1. Summary of the most interesting results

There’s no ethical system which incorporates all the things we might want.
Even if we have pretty minimal requirements, satisfactory ethical systems might exist but we can’t prove their existence, much less actually construct them
Discounted utilitarianism, whereby we value people less just because they are further away in time, is actually a pretty reasonable thing despite philosophers considering it ridiculous.
1. (I consider this to be the first reasonable argument for locavorism I've ever heard)

2. Definitions

In general, we consider a population to consist of an infinite utility vector (u₀,u₁,…) where u_i is the aggregate utility of the generation alive at time i. Utility is a bounded real number (the fact that economists assume utility to be bounded confused me for a long time!). Our goal is to find a preference ordering over the set of all utility vectors which is in some sense “reasonable”. While philosophers have understood for a long time that finding such an ordering is difficult, I will present several theorems which show that it is in fact impossible.

Due to a lack of latex support I’m going to give English-language definitions and results instead of math-ey ones; interested people should look at the papers themselves anyway.

3. Impossibility Results

3.0 Specific defs

Strong Pareto: if you can make a generation better off, and none worse off, you should.
Weak Pareto: if you can make every generation better off, you should.
Intergenerational equity: utility vectors are unchanged in value by any permutation of their components.
- There is an important distinction here between allowing a finite number of elements to be permuted and an infinite number; I will refer to the former as “finite intergenerational equity” and the latter as just “intergenerational equity”
Ethical relation: one which obeys both weak Pareto and finite intergenerational equity
Social welfare function: an order-preserving function from the set of populations (utility vectors) to the real numbers

3.1 Diamond-Basu-Mitra Impossibility Result¹

There is no social welfare function which obeys Strong Pareto and finite intergenerational equity. This means that any sort of utilitarianism won’t work, unless we look outside the real numbers.

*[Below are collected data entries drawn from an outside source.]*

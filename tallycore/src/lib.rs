//! tallycore — shared library for the tally calculator window

pub mod dither;
pub mod logging;
pub mod repaint;
pub mod storage;
pub mod theme;
pub mod widgets;

pub use repaint::RepaintController;
pub use theme::TallyTheme;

3.2 Zame's impossibility result²

If an ordering obeys finite intergenerational equity over [0,1]^N, then almost always we can’t tell which of two populations is better
1. (i.e. the set of populations {X,Y: neither X<Y nor X>Y} has outer measure one)
The existence of an ethical preference relation on [0,1]^N is independent of ZF plus the axiom of choice

4. Possibility Results

We’ve just shown that it’s impossible to construct or even prove the existence of any useful ethical system. But not all hope is lost!

The important idea here is that of a “subrelation”: < is a subrelation to <’ if x<y implies x<’y.

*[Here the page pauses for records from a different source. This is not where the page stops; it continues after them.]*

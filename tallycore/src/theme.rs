//! Tally theme — two colours, hard edges
//!
//! Pure black on white. 1px outlines, no rounding, no soft shadows.

use egui::{Color32, FontFamily, FontId, Rounding, Stroke, Style, TextStyle, Visuals};

/// The only two colours the calculator paints with.
pub struct Palette;

impl Palette {
    pub const PAPER: Color32 = Color32::from_rgb(255, 255, 255);
    pub const INK: Color32 = Color32::from_rgb(0, 0, 0);
}

/// Font sizes and spacing applied to the egui context.
pub struct TallyTheme {
    pub font_size_body: f32,
    pub font_size_heading: f32,
    pub font_size_small: f32,
    pub window_padding: f32,
    pub item_spacing: f32,
}

impl Default for TallyTheme {
    fn default() -> Self {
        Self {
            font_size_body: 14.0,
            font_size_heading: 20.0,
            font_size_small: 11.0,
            window_padding: 8.0,
            item_spacing: 6.0,
        }
    }
}

impl TallyTheme {
    /// Apply the theme to an egui context
    pub fn apply(&self, ctx: &egui::Context) {
        let mut style = Style::default();

        style.text_styles = [
            (TextStyle::Small, FontId::new(self.font_size_small, FontFamily::Proportional)),
            (TextStyle::Body, FontId::new(self.font_size_body, FontFamily::Proportional)),
            (TextStyle::Button, FontId::new(self.font_size_body, FontFamily::Proportional)),
            (TextStyle::Heading, FontId::new(self.font_size_heading, FontFamily::Proportional)),
            (TextStyle::Monospace, FontId::new(self.font_size_body, FontFamily::Monospace)),
        ]
        .into();

        let mut visuals = Visuals::light();

        visuals.window_fill = Palette::PAPER;
        visuals.panel_fill = Palette::PAPER;
        visuals.faint_bg_color = Palette::PAPER;
        visuals.extreme_bg_color = Palette::PAPER;

        visuals.window_rounding = Rounding::ZERO;
        visuals.menu_rounding = Rounding::ZERO;
        visuals.window_stroke = Stroke::new(1.0, Palette::INK);

        let outline = |ws: &mut egui::style::WidgetVisuals| {
            ws.bg_fill = Palette::PAPER;
            ws.weak_bg_fill = Palette::PAPER;
            ws.bg_stroke = Stroke::new(1.0, Palette::INK);
            ws.fg_stroke = Stroke::new(1.0, Palette::INK);
            ws.rounding = Rounding::ZERO;
        };
        outline(&mut visuals.widgets.noninteractive);
        outline(&mut visuals.widgets.inactive);
        outline(&mut visuals.widgets.hovered);
        outline(&mut visuals.widgets.active);
        outline(&mut visuals.widgets.open);

        // Shadows are dithered by hand, see `dither::draw_window_shadow`.
        visuals.window_shadow = egui::epaint::Shadow::NONE;
        visuals.popup_shadow = egui::epaint::Shadow::NONE;

        visuals.selection.bg_fill = Color32::from_rgb(160, 160, 160);
        visuals.selection.stroke = Stroke::new(1.0, Palette::INK);

        style.visuals = visuals;

        style.spacing.window_margin = egui::Margin::same(self.window_padding);
        style.spacing.item_spacing = egui::vec2(self.item_spacing, self.item_spacing);
        style.spacing.button_padding = egui::vec2(8.0, 4.0);

        ctx.set_style(style);
    }

    /// Read-only result display: white fill, 1px black outline.
    pub fn display_frame() -> egui::Frame {
        egui::Frame::none()
            .fill(Palette::PAPER)
            .stroke(Stroke::new(1.0, Palette::INK))
            .inner_margin(egui::Margin::symmetric(8.0, 4.0))
    }
}

/// Menu bar styling helper
pub fn menu_bar<R>(
    ui: &mut egui::Ui,
    add_contents: impl FnOnce(&mut egui::Ui) -> R,
) -> egui::InnerResponse<R> {
    egui::Frame::none()
        .fill(Palette::PAPER)
        .stroke(Stroke::new(1.0, Palette::INK))
        .inner_margin(egui::Margin::symmetric(4.0, 2.0))
        .show(ui, |ui| ui.horizontal(add_contents).inner)
}

/// Strip key events egui would otherwise act on before the keypad sees them.
///
/// - Tab: focus cycling would move focus into the menu bar
/// - Cmd +/-/=: zoom would rescale the fixed-size keypad
///
/// Call at the start of `update()`.
pub fn consume_special_keys(ctx: &egui::Context) {
    ctx.input_mut(|i| {
        i.events.retain(|event| {
            !matches!(
                event,
                egui::Event::Key { key: egui::Key::Tab, .. }
            ) && !matches!(
                event,
                egui::Event::Key { key, modifiers, .. }
                    if modifiers.command
                        && matches!(key, egui::Key::Plus | egui::Key::Minus | egui::Key::Equals)
            )
        });
    });
}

Our arguments will work like this:

Suppose we could extend utilitarianism to the infinite case. (We don't, of course, know that we can extend utilitarianism to the infinite case. But suppose we could.) Then A, B and C must follow.

Technically: suppose utilitarianism is a subrelation of <. Then < must have properties A, B and C.

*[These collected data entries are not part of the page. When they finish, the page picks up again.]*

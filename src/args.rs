use clap::{Parser, Subcommand};
use page_harvest::config::{self, ImageScraperConfig, ScraperConfigType, TitleScraperConfig};
use page_harvest::error::ConfigError;
use std::path::PathBuf;

#[derive(Parser, Debug)]
#[command(name = "page-harvest")]
#[command(about = "Download the images of a page or collect hot-list titles")]
#[command(version)]
pub struct Args {
    #[command(subcommand)]
    pub command: Command,
}

#[derive(Subcommand, Debug)]
pub enum Command {
    /// Download every image referenced by a page
    Images(ImagesArgs),

    /// Save the ranked titles of the hot-search page
    Titles(TitlesArgs),

    /// Run whichever scraper a tagged JSON config file describes
    Run {
        /// Config file with a "type" of "Images" or "Titles"
        config: PathBuf,
    },
}

#[derive(clap::Args, Debug)]
pub struct ImagesArgs {
    /// Page whose images should be downloaded
    #[arg(long, env = "TARGET_URL")]
    pub url: Option<String>,

    /// Directory the images are written to
    #[arg(long)]
    pub save_dir: Option<PathBuf>,

    /// Per-request timeout in seconds
    #[arg(long)]
    pub timeout: Option<u64>,

    /// Number of images downloaded at once
    #[arg(short, long)]
    pub concurrency: Option<usize>,

    /// JSON file with image scraper settings
    #[arg(long)]
    pub config: Option<PathBuf>,
}

#[derive(clap::Args, Debug)]
pub struct TitlesArgs {
    /// Directory holding the output file
    #[arg(long)]
    pub output_dir: Option<PathBuf>,

    /// JSON file with title scraper settings
    #[arg(long)]
    pub config: Option<PathBuf>,
}

impl Command {
    /// Resolve the arguments into a scraper configuration.
    ///
    /// Command-line values win over the config file, which wins over defaults.
    pub fn into_config(self) -> Result<ScraperConfigType, ConfigError> {
        match self {
            Command::Images(args) => {
                let mut cfg = match &args.config {
                    Some(path) => config::load_json::<ImageScraperConfig, _>(path)?,
                    None => ImageScraperConfig::default(),
                };
                if let Some(url) = args.url {
                    cfg.target_url = url;
                }
                if let Some(save_dir) = args.save_dir {
                    cfg.save_dir = save_dir;
                }
                if let Some(timeout) = args.timeout {
                    cfg.timeout_seconds = timeout;
                }
                if let Some(concurrency) = args.concurrency {
                    cfg.max_concurrency = concurrency;
                }
                Ok(ScraperConfigType::Images(cfg))
            }
            Command::Titles(args) => {
                let mut cfg = match &args.config {
                    Some(path) => config::load_json::<TitleScraperConfig, _>(path)?,
                    None => TitleScraperConfig::default(),
                };
                if let Some(output_dir) = args.output_dir {
                    cfg.output_dir = output_dir;
                }
                Ok(ScraperConfigType::Titles(cfg))
            }
            Command::Run { config } => ScraperConfigType::from_file(config),
        }
    }
}

#[cfg(test)]
mod tests {
    use super::*;

    #[test]
    fn test_images_flags_override_defaults() {
        let args = Args::try_parse_from([
            "page-harvest",
            "images",
            "--url",
            "https://x.test/",
            "--save-dir",
            "pics",
            "-c",
            "3",
        ])
        .unwrap();

        match args.command.into_config().unwrap() {
            ScraperConfigType::Images(cfg) => {
                assert_eq!(cfg.target_url, "https://x.test/");
                assert_eq!(cfg.save_dir, PathBuf::from("pics"));
                assert_eq!(cfg.max_concurrency, 3);
                assert_eq!(cfg.timeout_seconds, 10);
            }
            other => panic!("unexpected config: {:?}", other),
        }
    }

    #[test]
    fn test_titles_defaults() {
        let args = Args::try_parse_from(["page-harvest", "titles"]).unwrap();
        match args.command.into_config().unwrap() {
            ScraperConfigType::Titles(cfg) => {
                assert_eq!(cfg.url, "https://s.weibo.com/top/summary");
                assert_eq!(cfg.output_dir, PathBuf::from("data"));
            }
            other => panic!("unexpected config: {:?}", other),
        }
    }
}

Everything in this section comes from (3). This is a great review of the literature.

4.1 Definition

Utilitarianism: we extend the standard total utilitarianism ordering to infinite populations in the following way: suppose there is some time T after which every generation in X is at least as well off as every generation in Y, and that the total utility in X before T is at least as good as the total utility in Y before T. Then X is at least as good as Y.
- Note that this is not a complete ordering! In fact, as per Zame’s result above, the set of populations it can meaningfully speak about has measure zero.
Partial translation scale invariance: suppose after some time T, X and Y become the same. Then we can add any arbitrary utility vector A to both X and Y without changing the ordering. (I.e. X > Y ó X+A > Y+A)

4.2 Theorem

Utilitarianism is a subrelation of > if and only if > satisfies strong Pareto, finite intergenerational equity and partial translation scale invariance.
1. This means that if we want to extend utilitarianism to the infinite case, we can’t use a social welfare function, as per the above Basu-Mitra result

4.3 Definition

Overtaking utilitarianism: suppose there is some point T after which the total utility of the first N generations in X is always greater than the total utility of the first N generations in Y (given N > T). Then X is better than Y.
- Note that utilitarianism is a subrelation of overtaking utilitarianism
Weak limiting preference: suppose that for any time T, X truncated at time T is better than Y truncated at time T. Then X is better than Y.

4.4 Theorem

Overtaking utilitarianism is a subrelation of < if and only if < satisfies strong Pareto, finite intergenerational equity, partial translation scale invariance, and weak limiting preference

4.5 Definition

Discounted utilitarianism: the utility of a population is the sum of its components, discounted by how far away in time they are
Separability:
- Separable present: if you can improve the first T generations without affecting the rest, you should
- Separable future: if you can improve everything after the first T generations without affecting the rest, you should
Stationarity: preferences are time invariant
Weak sensitivity: for any utility vector, we can modify its first generation somehow to make it better or worse

4.6 Theorem

The only continuous, monotonic relation which obeys weak sensitivity, stationary, and separability is discounted utilitarianism

4.7 Definition

Dictatorship of the present: there’s some time T after which changing the utility of generations doesn’t matter

4.8 Theorem

Discounted utilitarianism results in a dictatorship of the present. (Remember that each generation’s utility is assumed to be bounded!)

4.9 Definition

Sustainable preference: a continuous ordering which doesn’t have a dictatorship of the present but follows strong Pareto and separability.

4.10 Theorem

The only ordering which is sustainable is to take discounted utilitarianism and add an “asymptotic” part which ensures that infinitely long changes in utility matter. (Of course, finite changes in utility still won't matter.)

5. Conclusion

I hope I've convinced you that there's a "there" there: infinite ethics is something that people can make progress on, and it seems that most of the progress is being made in the field of sustainable development.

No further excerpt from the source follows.